The four priority groups are: care home residents and staff; all those aged 80 and over and frontline health and social care workers; people aged 75 and over; everyone aged 70 and over and individuals classed as extremely vulnerable.
Mr Hancock said people in these groups account for 88% of COVID deaths, adding that two fifths of over 80s and “almost a quarter of older care home residents” have received their first dose of a coronavirus vaccine.
The health secretary was speaking amid continued speculation about whether England’s third lockdown could be strengthened.
Prime Minister Boris Johnson has warned the government “may have to do more” if ministers feel the rules “are not being properly observed”.
Asked whether this was a possibility, Mr Hancock said people should be focusing on sticking to the current rules “as they are”.
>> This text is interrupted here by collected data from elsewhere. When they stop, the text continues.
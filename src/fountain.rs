//! Piecewise fountain height schedule.
//!
//! Each site raises its spray pole a handful of times over a winter; the
//! measured raising events form a step function of outlet height over time.
//! The simulator consults this schedule to infer spray radius at each step.

use crate::error::{IcestupaError, Result};
use chrono::NaiveDateTime;
use serde::{Deserialize, Serialize};

/// One measured spray-pole state: from `time` onward the fountain outlet
/// sits `height_m` metres above the ice base, until the next breakpoint.
#[derive(Debug, Clone, Copy, PartialEq, Serialize, Deserialize)]
pub struct FountainBreakpoint {
    pub time: NaiveDateTime,
    pub height_m: f64,
}

/// Right-continuous step function of fountain outlet height over time.
///
/// Built from hand-curated per-site breakpoint tables; construction
/// validates them rather than trusting the literals.
#[derive(Debug, Clone, PartialEq, Serialize, Deserialize)]
pub struct FountainSchedule {
    breakpoints: Vec<FountainBreakpoint>,
}

impl FountainSchedule {
    /// Validate and build a schedule from ordered breakpoints.
    ///
    /// Fails if the list is empty, timestamps are not strictly increasing,
    /// or any height is negative.
    pub fn build(breakpoints: Vec<FountainBreakpoint>) -> Result<FountainSchedule> {
        if breakpoints.is_empty() {
            return Err(IcestupaError::InvalidSchedule(
                "breakpoint list is empty".to_string(),
            ));
        }
        for bp in &breakpoints {
            if bp.height_m < 0.0 {
                return Err(IcestupaError::InvalidSchedule(format!(
                    "negative height {} at {}",
                    bp.height_m, bp.time
                )));
            }
        }
        for pair in breakpoints.windows(2) {
            if pair[1].time <= pair[0].time {
                return Err(IcestupaError::InvalidSchedule(format!(
                    "timestamps not strictly increasing: {} then {}",
                    pair[0].time, pair[1].time
                )));
            }
        }
        Ok(FountainSchedule { breakpoints })
    }

    /// Fountain height at time `t`: the height of the latest breakpoint at
    /// or before `t`.
    ///
    /// A query before the first breakpoint returns the first breakpoint's
    /// height. Nothing sprays before a site's start date, so the only
    /// callers that hit this branch are plotting ranges padded past the
    /// deployment window; holding the initial height keeps those total.
    pub fn height_at(&self, t: NaiveDateTime) -> f64 {
        match self.breakpoints.partition_point(|bp| bp.time <= t) {
            0 => self.breakpoints[0].height_m,
            n => self.breakpoints[n - 1].height_m,
        }
    }

    pub fn breakpoints(&self) -> &[FountainBreakpoint] {
        &self.breakpoints
    }

    /// Timestamp of the first raising event. Site validation pins this to
    /// the site's start date.
    pub fn start_time(&self) -> NaiveDateTime {
        self.breakpoints[0].time
    }

    pub fn initial_height(&self) -> f64 {
        self.breakpoints[0].height_m
    }
}

/// Shorthand for literal schedule tables.
pub fn breakpoint(time: NaiveDateTime, height_m: f64) -> FountainBreakpoint {
    FountainBreakpoint { time, height_m }
}
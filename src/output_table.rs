//! Time-indexed simulation output table.
//!
//! The external simulator produces one row per model time step and an
//! open-ended set of named columns. This crate only interprets a handful of
//! them (`Discharge`, `fountain_froze`, `melted`, `iceV`); everything else
//! passes through to the presentation layer untouched.

use crate::error::{IcestupaError, Result};
use chrono::NaiveDateTime;
use std::collections::HashMap;
use std::fs;
use std::io::Read;
use std::path::Path;

/// Header of the row-timestamp column in exported tables.
pub const TIME_COLUMN: &str = "time";

/// Timestamp format used by the simulator's table exports.
pub const TIME_FORMAT: &str = "%Y-%m-%d %H:%M:%S";

/// Column-major store of the simulator's output, read-only once built.
#[derive(Debug, Clone, PartialEq)]
pub struct SimulationOutputTable {
    rows: usize,
    /// Row timestamps; empty when the source carried no time column.
    times: Vec<NaiveDateTime>,
    /// Column order as it appeared in the source.
    names: Vec<String>,
    columns: HashMap<String, Vec<f64>>,
}

impl SimulationOutputTable {
    /// Build a table from named, equal-length columns.
    pub fn new(columns: Vec<(&str, Vec<f64>)>) -> Result<SimulationOutputTable> {
        let rows = columns.first().map(|(_, v)| v.len()).unwrap_or(0);
        let mut names = Vec::with_capacity(columns.len());
        let mut map = HashMap::new();
        for (name, values) in columns {
            if values.len() != rows {
                return Err(IcestupaError::Malformed {
                    what: "output table",
                    details: format!(
                        "column '{}' has {} rows, expected {}",
                        name,
                        values.len(),
                        rows
                    ),
                });
            }
            names.push(name.to_string());
            map.insert(name.to_string(), values);
        }
        Ok(SimulationOutputTable {
            rows,
            times: Vec::new(),
            names,
            columns: map,
        })
    }

    /// Parse a CSV export of the simulator's output table.
    ///
    /// A `time` column, when present, becomes the row timestamps; every
    /// other column must be numeric. Empty cells read as NaN, matching the
    /// gaps the simulator leaves in derived columns.
    pub fn from_csv<R: Read>(reader: R) -> Result<SimulationOutputTable> {
        let mut csv_reader = csv::ReaderBuilder::new()
            .has_headers(true)
            .from_reader(reader);

        let headers: Vec<String> = csv_reader
            .headers()
            .map_err(|e| IcestupaError::Malformed {
                what: "output table csv",
                details: e.to_string(),
            })?
            .iter()
            .map(|h| h.trim().to_string())
            .collect();

        let time_idx = headers.iter().position(|h| h == TIME_COLUMN);
        let names: Vec<String> = headers
            .iter()
            .enumerate()
            .filter(|(i, _)| Some(*i) != time_idx)
            .map(|(_, h)| h.clone())
            .collect();

        let mut times = Vec::new();
        let mut columns: HashMap<String, Vec<f64>> =
            names.iter().map(|n| (n.clone(), Vec::new())).collect();

        for (row, record) in csv_reader.records().enumerate() {
            let record = record.map_err(|e| IcestupaError::Malformed {
                what: "output table csv",
                details: format!("row {}: {}", row + 1, e),
            })?;
            if record.len() != headers.len() {
                return Err(IcestupaError::Malformed {
                    what: "output table csv",
                    details: format!(
                        "row {}: {} fields, expected {}",
                        row + 1,
                        record.len(),
                        headers.len()
                    ),
                });
            }
            for (i, field) in record.iter().enumerate() {
                if Some(i) == time_idx {
                    let t = NaiveDateTime::parse_from_str(field.trim(), TIME_FORMAT)
                        .map_err(|e| IcestupaError::Malformed {
                            what: "output table csv",
                            details: format!("row {}: bad timestamp '{}': {}", row + 1, field, e),
                        })?;
                    times.push(t);
                } else {
                    let value = if field.trim().is_empty() {
                        f64::NAN
                    } else {
                        field.trim().parse::<f64>().map_err(|_| {
                            IcestupaError::Malformed {
                                what: "output table csv",
                                details: format!(
                                    "row {}: non-numeric value '{}' in column '{}'",
                                    row + 1,
                                    field,
                                    headers[i]
                                ),
                            }
                        })?
                    };
                    columns.get_mut(&headers[i]).unwrap().push(value);
                }
            }
        }

        let rows = names
            .first()
            .map(|n| columns[n].len())
            .unwrap_or(times.len());
        Ok(SimulationOutputTable {
            rows,
            times,
            names,
            columns,
        })
    }

    pub fn from_csv_path<P: AsRef<Path>>(path: P) -> Result<SimulationOutputTable> {
        let content = fs::read_to_string(&path).map_err(|e| IcestupaError::Malformed {
            what: "output table csv",
            details: format!("{}: {}", path.as_ref().display(), e),
        })?;
        Self::from_csv(content.as_bytes())
    }

    pub fn len(&self) -> usize {
        self.rows
    }

    pub fn is_empty(&self) -> bool {
        self.rows == 0
    }

    pub fn times(&self) -> &[NaiveDateTime] {
        &self.times
    }

    /// Column names in source order, time column excluded.
    pub fn column_names(&self) -> &[String] {
        &self.names
    }

    pub fn has_column(&self, name: &str) -> bool {
        self.columns.contains_key(name)
    }

    /// Series for `name`, or `MissingField` naming the absent column.
    pub fn column(&self, name: &str) -> Result<&[f64]> {
        self.columns
            .get(name)
            .map(|v| v.as_slice())
            .ok_or_else(|| IcestupaError::MissingField(name.to_string()))
    }
}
“The NHS, more than ever before, needs everybody to be doing something right now – and that something is to follow the rules,” he said.
“I know there has been speculation about more restrictions, and we don’t rule out taking further action if it is needed, but it is your actions now that can make a difference.
“Stay at home, and please reduce all social contact that is not absolutely strictly necessary. That’s what is needed: act like you have the virus.”
The health secretary said the new “highly contagious” coronavirus variant first identified in the UK was “putting the NHS under very significant pressure”, with 32,294 people currently in hospital with the virus across the UK, up 22% on this time last week.
Professor Stephen Powis, national medical director for NHS England, said there are now 13,000 more COVID patients in hospital than there were on Christmas Day.
Setting out the four-part plan for rolling out the vaccines, Mr Hancock said the government will focus on supply, prioritisation, expanding the number of sites, and workforce, saying 80,000 people are involved in the effort.